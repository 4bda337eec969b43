use crate::db::get_connection;
use crate::error::Result;
use crate::settings::load_settings;

pub fn run() -> Result<()> {
    let settings = load_settings();
    let data_dir = std::path::PathBuf::from(&settings.data_dir);
    let db_path = data_dir.join("extrato.db");

    println!("Data dir:   {}", data_dir.display());
    println!("Database:   {}", db_path.display());
    println!("Service:    {}", settings.service_url);

    if db_path.exists() {
        let conn = get_connection(&db_path)?;

        let banks: i64 = conn.query_row("SELECT count(*) FROM banks", [], |r| r.get(0))?;
        let extracts: i64 = conn.query_row("SELECT count(*) FROM extracts", [], |r| r.get(0))?;
        let transactions: i64 =
            conn.query_row("SELECT count(*) FROM transactions", [], |r| r.get(0))?;
        let unclassified: i64 = conn.query_row(
            "SELECT count(*) FROM transactions WHERE classification_id IS NULL AND skipped = 0",
            [],
            |r| r.get(0),
        )?;
        let rules: i64 = conn.query_row("SELECT count(*) FROM rules", [], |r| r.get(0))?;
        let memory: i64 = conn.query_row("SELECT count(*) FROM memory_rules", [], |r| r.get(0))?;

        println!();
        println!("Banks:         {banks}");
        println!("Extracts:      {extracts}");
        println!("Transactions:  {transactions}");
        println!("Unclassified:  {unclassified}");
        println!("Rules:         {rules}");
        println!("Memory rules:  {memory}");
    } else {
        println!();
        println!("Database not found. Run `extrato init` to set up.");
    }

    Ok(())
}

=======

TASK ITEM:
All of the entries need to be reproduced exactly; please write them out.

WRITTEN REPLY:
repository 4bda337eec969b43
use crate::db::get_connection;
use crate::error::Result;
use crate::settings::load_settings;

pub fn run() -> Result<()> {
    let settings = load_settings();
    let data_dir = std::path::PathBuf::from(&settings.data_dir);
    let db_path = data_dir.join("extrato.db");

    println!("Data dir:   {}", data_dir.display());
    println!("Database:   {}", db_path.display());
    println!("Service:    {}", settings.service_url);

    if db_path.exists() {
        let conn = get_connection(&db_path)?;

        let banks: i64 = conn.query_row("SELECT count(*) FROM banks", [], |r| r.get(0))?;
        let extracts: i64 = conn.query_row("SELECT count(*) FROM extracts", [], |r| r.get(0))?;
        let transactions: i64 =
            conn.query_row("SELECT count(*) FROM transactions", [], |r| r.get(0))?;
        let unclassified: i64 = conn.query_row(
            "SELECT count(*) FROM transactions WHERE classification_id IS NULL AND skipped = 0",
            [],
            |r| r.get(0),
        )?;
        let rules: i64 = conn.query_row("SELECT count(*) FROM rules", [], |r| r.get(0))?;
        let memory: i64 = conn.query_row("SELECT count(*) FROM memory_rules", [], |r| r.get(0))?;

        println!();
        println!("Banks:         {banks}");
        println!("Extracts:      {extracts}");
        println!("Transactions:  {transactions}");
        println!("Unclassified:  {unclassified}");
        println!("Rules:         {rules}");
        println!("Memory rules:  {memory}");
    } else {
        println!();
        println!("Database not found. Run `extrato init` to set up.");
    }

    Ok(())
}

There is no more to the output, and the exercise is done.